El “Mineirazo” estableció toda suerte de deshonrosas marcas en la historia de los mundiales: se convirtió en la peor paliza sufrida por Brasil en un Mundial (hasta entonces el más abultado resultado adverso había sido la final de 1998, cuando Francia le ganó por 3 a 0). Con su gol, Miroslav Klose llegó a 16 tantos en mundiales y se convirtió en el máximo goleador de la historia del certamen, dejando atrás a Ronaldo. Además, con cuatro semifinales consecutivas (2002, 2006, 2010 y 2014), batió el récord de Uwe Seeler (1958, 1966, 1970) e igualó el récord de Cafú de partidos ganados en un Mundial: 16 encuentros. Se marcaron 4 goles en un tiempo total de 7 minutos (del 22 al 29): los 4 tantos más rápidos en la historia de la Copa del Mundo.

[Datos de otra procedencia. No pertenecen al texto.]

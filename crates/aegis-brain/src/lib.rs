//! Orchestrator for Aegis.
//!
//! This crate implements the top-level pipeline: a user request is
//! cleaned, triaged into an intent, and routed — to tool selection,
//! command composition, and risk evaluation for command-class intents;
//! to templated chat, explanation, or planning otherwise.  Executions
//! stream back through the orchestrator and are recorded in the session
//! only after reaching a terminal status.
//!
//! ## Modules
//!
//! - [`brain`] -- the pipeline and its service facade.
//! - [`intent`] -- the intent taxonomy and triage-reply parsing.
//! - [`response`] -- public response shapes.
//! - [`config`] -- the service configuration document.
//! - [`error`] -- orchestrator error types.

pub mod brain;
pub mod config;
pub mod error;
pub mod intent;
pub mod response;

pub use brain::{Brain, BrainConfig, ExecutionHandle};
pub use config::{AegisConfig, API_KEY_ENV, ConfigError, LogLevel};
pub use error::{BrainError, Result};
pub use intent::Intent;
pub use response::{CommandView, PlanStepView, PlanView, Response, SuggestionView};
//! LLM gateway error types.
//!
//! The gateway never panics and never surfaces transport internals; every
//! failure is one of four outcomes that callers are expected to handle.

/// The four failure outcomes of a completion call.
#[derive(Debug, Clone, thiserror::Error)]
pub enum LlmError {
    /// The per-call deadline elapsed before a response arrived.
    #[error("llm call timed out after {deadline_ms} ms")]
    Timeout { deadline_ms: u64 },

    /// The endpoint rejected the request (non-retryable 4xx).
    #[error("llm endpoint rejected request ({status}): {reason}")]
    RemoteRejected { status: u16, reason: String },

    /// The request budget is exhausted (HTTP 429).
    #[error("llm quota exceeded")]
    QuotaExceeded,

    /// Transport failure or 5xx after retries were exhausted.
    #[error("llm endpoint unavailable: {reason}")]
    Unavailable { reason: String },
}

/// Convenience alias used throughout the gateway crate.
pub type Result<T> = std::result::Result<T, LlmError>;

Toni Kroos marcó el doblete más rápido de la historia de los mundiales, con dos goles en 69 segundos. Es la primera vez que Brasil recibe siete goles en un partido oficial. Sin embargo, en un choque amistoso en 1934 contra Yugoslavia perdió por 8-4. Fue la semifinal con más goles de la historia. Se convirtió en el acontecimiento deportivo individual más tuiteado hasta la fecha, con un total de 35,6 millones de tuits enviados a través de la red social Twitter, superando la marca alcanzada por el Super Bowl XLVIII, acreedora de 24,9 millones de menciones. También se constituyó en la primera derrota doméstica de Brasil en competencias oficiales, desde que cayera contra Perú (¡en el mismo estadio!) por 3-1, con ocasión de la Copa América 1975. Por supuesto, la debacle generó actos de vandalismo en varias ciudades de Brasil… Pudo haber sido peor, mucho peor, a fe mía. Scolari se limitó a decir que el partido “había sido una vergüenza, el peor día de mi vida”… Y ni por un momento pongo en duda la sinceridad de su declaración. La presidenta Dilma Rousseff manifestó por Twitter su tristeza por el resultado, y luego citó una canción de Paulo Vanzolini: “Brasil, levanta, sacúdete el polvo y sal adelante”. Lo creeré cuando lo vea. El Waterloo futbolístico de la Canarinha.
¿Podrá Brasil recuperarse de este escarnio? No a menos de que aprenda lo que Cocteau llamaba “la ciencia de la fenixología”: saber renacer de sus propias cenizas. Aun en sus más desteñidas ediciones (Inglaterra 1966, Alemania 1974, Argentina 1978, Italia 1990, Sudáfrica 2010), Brasil tuvo jugadores que, potencialmente, podían haber alzado el cetro mundial. Jamás padeció de déficit de talento. En todos esos cuadros hubo virtuosos y destacadísimas figuras que, con una configuración de circunstancias diferente, podrían haber salido campeonas. El torneo 2014 representa la primera instancia histórica en la que Brasil careció absolutamente de materia prima para conquistar el campeonato. No había constelación alguna de los astros que les hubiera permitido ganar. Simplemente, no tenían equipo. De nuevo, solo Neymar y quizás David Luiz tenían vocación de campeones. El hecho debe considerarse un punto de inflexión gravísimo en la historia del fútbol brasileño. Por primera vez, la Seleçao pierde no por culpa del mal planteamiento de un técnico, una confianza excesiva en su capacidad de ataque, un error de tipo psicológico, un infortunado contragolpe, o una mala decisión arbitral. Pierde porque no tenía jugadores: es así de simple. ¿El ultradefensivo y lento Brasil de 1974 y 1978? ¡Ahí estaban Rivellino, Jairzinho, Dirceu, Cerezo, Marinho, Zico, Luis Pereira, Nelinho, Reinaldo, Gil: cualquiera de ellos tenía la jerarquía para ser campeón mundial! ¿El de 1990? Ahí tenían ya a Romario, Bebeto, Dunga y Branco. ¿El de 2010? Estaban Kaká, Robinho, Maicon. Pero en 2014 el material humano -en un país con 200 millones de habitantes y donde el fútbol es una fe popular- era inexistente. No hubo cantera o filón del cual extraer siquiera a tres jugadores con la jerarquía necesaria para aspirar al título. Insólito, cosa jamás vista en Brasil.